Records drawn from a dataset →
---

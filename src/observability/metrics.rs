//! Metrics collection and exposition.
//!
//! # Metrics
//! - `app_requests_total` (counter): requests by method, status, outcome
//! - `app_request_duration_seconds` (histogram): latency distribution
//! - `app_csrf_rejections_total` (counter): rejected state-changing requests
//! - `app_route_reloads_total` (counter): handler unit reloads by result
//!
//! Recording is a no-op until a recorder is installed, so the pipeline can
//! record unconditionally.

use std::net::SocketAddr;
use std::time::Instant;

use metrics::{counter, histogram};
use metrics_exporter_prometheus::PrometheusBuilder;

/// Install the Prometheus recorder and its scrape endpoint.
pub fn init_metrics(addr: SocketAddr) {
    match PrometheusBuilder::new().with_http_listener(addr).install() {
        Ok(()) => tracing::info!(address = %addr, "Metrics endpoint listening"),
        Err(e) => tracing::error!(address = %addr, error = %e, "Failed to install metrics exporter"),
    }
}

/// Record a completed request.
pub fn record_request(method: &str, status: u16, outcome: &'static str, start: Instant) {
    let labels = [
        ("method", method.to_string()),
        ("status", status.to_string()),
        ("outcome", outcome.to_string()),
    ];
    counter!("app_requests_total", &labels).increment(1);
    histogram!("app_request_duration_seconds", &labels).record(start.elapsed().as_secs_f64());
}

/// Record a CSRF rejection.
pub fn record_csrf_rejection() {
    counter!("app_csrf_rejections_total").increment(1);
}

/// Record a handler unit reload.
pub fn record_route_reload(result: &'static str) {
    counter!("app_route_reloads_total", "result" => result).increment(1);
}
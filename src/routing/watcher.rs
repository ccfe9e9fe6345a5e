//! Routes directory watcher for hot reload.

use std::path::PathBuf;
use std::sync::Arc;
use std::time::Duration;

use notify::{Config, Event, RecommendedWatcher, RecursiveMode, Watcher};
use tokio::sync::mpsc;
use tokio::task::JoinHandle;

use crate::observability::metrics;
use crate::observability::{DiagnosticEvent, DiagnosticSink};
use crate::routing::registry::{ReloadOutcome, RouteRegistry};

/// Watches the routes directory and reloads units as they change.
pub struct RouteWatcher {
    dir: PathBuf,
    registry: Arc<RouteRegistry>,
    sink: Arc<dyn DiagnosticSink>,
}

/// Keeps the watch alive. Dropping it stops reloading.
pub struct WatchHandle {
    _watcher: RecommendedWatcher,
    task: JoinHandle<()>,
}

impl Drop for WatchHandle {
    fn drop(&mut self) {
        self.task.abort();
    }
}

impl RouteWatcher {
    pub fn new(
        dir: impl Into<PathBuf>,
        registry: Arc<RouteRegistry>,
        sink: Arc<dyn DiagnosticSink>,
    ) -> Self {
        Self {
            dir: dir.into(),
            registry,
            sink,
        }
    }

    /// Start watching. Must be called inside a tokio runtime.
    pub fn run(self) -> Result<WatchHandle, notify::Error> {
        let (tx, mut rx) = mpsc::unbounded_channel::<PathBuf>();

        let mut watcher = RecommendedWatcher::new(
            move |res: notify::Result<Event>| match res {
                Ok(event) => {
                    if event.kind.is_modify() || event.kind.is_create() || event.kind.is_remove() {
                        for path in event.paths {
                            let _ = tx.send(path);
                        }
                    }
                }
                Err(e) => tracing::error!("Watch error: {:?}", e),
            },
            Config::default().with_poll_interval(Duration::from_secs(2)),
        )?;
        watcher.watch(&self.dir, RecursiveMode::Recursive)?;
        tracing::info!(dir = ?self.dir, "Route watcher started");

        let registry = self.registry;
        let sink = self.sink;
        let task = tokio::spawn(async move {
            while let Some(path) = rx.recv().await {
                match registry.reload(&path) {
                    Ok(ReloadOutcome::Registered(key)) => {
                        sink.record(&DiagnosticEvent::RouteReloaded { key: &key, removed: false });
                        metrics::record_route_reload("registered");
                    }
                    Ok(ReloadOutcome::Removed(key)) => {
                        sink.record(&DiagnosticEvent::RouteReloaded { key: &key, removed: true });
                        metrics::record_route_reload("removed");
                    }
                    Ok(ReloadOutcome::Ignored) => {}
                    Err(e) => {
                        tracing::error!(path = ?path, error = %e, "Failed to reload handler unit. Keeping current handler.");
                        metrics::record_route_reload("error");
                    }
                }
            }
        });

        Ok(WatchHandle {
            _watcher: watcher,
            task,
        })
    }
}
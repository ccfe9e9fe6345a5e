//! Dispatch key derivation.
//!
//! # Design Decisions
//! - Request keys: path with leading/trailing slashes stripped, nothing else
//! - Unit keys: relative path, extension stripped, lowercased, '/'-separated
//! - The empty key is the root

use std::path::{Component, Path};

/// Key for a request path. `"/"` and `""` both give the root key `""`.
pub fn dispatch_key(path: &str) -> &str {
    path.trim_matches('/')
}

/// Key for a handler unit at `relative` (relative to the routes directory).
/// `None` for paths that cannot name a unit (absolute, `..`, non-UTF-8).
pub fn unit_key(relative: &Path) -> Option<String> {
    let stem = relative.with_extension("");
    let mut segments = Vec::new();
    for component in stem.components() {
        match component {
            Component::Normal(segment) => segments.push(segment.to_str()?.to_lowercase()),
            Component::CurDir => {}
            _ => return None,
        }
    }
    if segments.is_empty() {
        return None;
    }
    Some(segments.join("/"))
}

---

PROBLEM DETAILS → All the lines above should appear again in the answer, exactly as written.

TASK ANSWER →
filename src/observability/metrics.rs
//! Metrics collection and exposition.
//!
//! # Metrics
//! - `app_requests_total` (counter): requests by method, status, outcome
//! - `app_request_duration_seconds` (histogram): latency distribution
//! - `app_csrf_rejections_total` (counter): rejected state-changing requests
//! - `app_route_reloads_total` (counter): handler unit reloads by result
//!
//! Recording is a no-op until a recorder is installed, so the pipeline can
//! record unconditionally.

use std::net::SocketAddr;
use std::time::Instant;

use metrics::{counter, histogram};
use metrics_exporter_prometheus::PrometheusBuilder;

/// Install the Prometheus recorder and its scrape endpoint.
pub fn init_metrics(addr: SocketAddr) {
    match PrometheusBuilder::new().with_http_listener(addr).install() {
        Ok(()) => tracing::info!(address = %addr, "Metrics endpoint listening"),
        Err(e) => tracing::error!(address = %addr, error = %e, "Failed to install metrics exporter"),
    }
}

/// Record a completed request.
pub fn record_request(method: &str, status: u16, outcome: &'static str, start: Instant) {
    let labels = [
        ("method", method.to_string()),
        ("status", status.to_string()),
        ("outcome", outcome.to_string()),
    ];
    counter!("app_requests_total", &labels).increment(1);
    histogram!("app_request_duration_seconds", &labels).record(start.elapsed().as_secs_f64());
}

/// Record a CSRF rejection.
pub fn record_csrf_rejection() {
    counter!("app_csrf_rejections_total").increment(1);
}

/// Record a handler unit reload.
pub fn record_route_reload(result: &'static str) {
    counter!("app_route_reloads_total", "result" => result).increment(1);
}
filename src/routing/watcher.rs
repository ccfe9e9fe6345a5e
//! Routes directory watcher for hot reload.

use std::path::PathBuf;
use std::sync::Arc;
use std::time::Duration;

use notify::{Config, Event, RecommendedWatcher, RecursiveMode, Watcher};
use tokio::sync::mpsc;
use tokio::task::JoinHandle;

use crate::observability::metrics;
use crate::observability::{DiagnosticEvent, DiagnosticSink};
use crate::routing::registry::{ReloadOutcome, RouteRegistry};

/// Watches the routes directory and reloads units as they change.
pub struct RouteWatcher {
    dir: PathBuf,
    registry: Arc<RouteRegistry>,
    sink: Arc<dyn DiagnosticSink>,
}

/// Keeps the watch alive. Dropping it stops reloading.
pub struct WatchHandle {
    _watcher: RecommendedWatcher,
    task: JoinHandle<()>,
}

impl Drop for WatchHandle {
    fn drop(&mut self) {
        self.task.abort();
    }
}

impl RouteWatcher {
    pub fn new(
        dir: impl Into<PathBuf>,
        registry: Arc<RouteRegistry>,
        sink: Arc<dyn DiagnosticSink>,
    ) -> Self {
        Self {
            dir: dir.into(),
            registry,
            sink,
        }
    }

    /// Start watching. Must be called inside a tokio runtime.
    pub fn run(self) -> Result<WatchHandle, notify::Error> {
        let (tx, mut rx) = mpsc::unbounded_channel::<PathBuf>();

        let mut watcher = RecommendedWatcher::new(
            move |res: notify::Result<Event>| match res {
                Ok(event) => {
                    if event.kind.is_modify() || event.kind.is_create() || event.kind.is_remove() {
                        for path in event.paths {
                            let _ = tx.send(path);
                        }
                    }
                }
                Err(e) => tracing::error!("Watch error: {:?}", e),
            },
            Config::default().with_poll_interval(Duration::from_secs(2)),
        )?;
        watcher.watch(&self.dir, RecursiveMode::Recursive)?;
        tracing::info!(dir = ?self.dir, "Route watcher started");

        let registry = self.registry;
        let sink = self.sink;
        let task = tokio::spawn(async move {
            while let Some(path) = rx.recv().await {
                match registry.reload(&path) {
                    Ok(ReloadOutcome::Registered(key)) => {
                        sink.record(&DiagnosticEvent::RouteReloaded { key: &key, removed: false });
                        metrics::record_route_reload("registered");
                    }
                    Ok(ReloadOutcome::Removed(key)) => {
                        sink.record(&DiagnosticEvent::RouteReloaded { key: &key, removed: true });
                        metrics::record_route_reload("removed");
                    }
                    Ok(ReloadOutcome::Ignored) => {}
                    Err(e) => {
                        tracing::error!(path = ?path, error = %e, "Failed to reload handler unit. Keeping current handler.");
                        metrics::record_route_reload("error");
                    }
                }
            }
        });

        Ok(WatchHandle {
            _watcher: watcher,
            task,
        })
    }
}
repository ccfe9e9fe6345a5e
//! Dispatch key derivation.
//!
//! # Design Decisions
//! - Request keys: path with leading/trailing slashes stripped, nothing else
//! - Unit keys: relative path, extension stripped, lowercased, '/'-separated
//! - The empty key is the root

use std::path::{Component, Path};

/// Key for a request path. `"/"` and `""` both give the root key `""`.
pub fn dispatch_key(path: &str) -> &str {
    path.trim_matches('/')
}

/// Key for a handler unit at `relative` (relative to the routes directory).
/// `None` for paths that cannot name a unit (absolute, `..`, non-UTF-8).
pub fn unit_key(relative: &Path) -> Option<String> {
    let stem = relative.with_extension("");
    let mut segments = Vec::new();
    for component in stem.components() {
        match component {
            Component::Normal(segment) => segments.push(segment.to_str()?.to_lowercase()),
            Component::CurDir => {}
            _ => return None,
        }
    }
    if segments.is_empty() {
        return None;
    }
    Some(segments.join("/"))
}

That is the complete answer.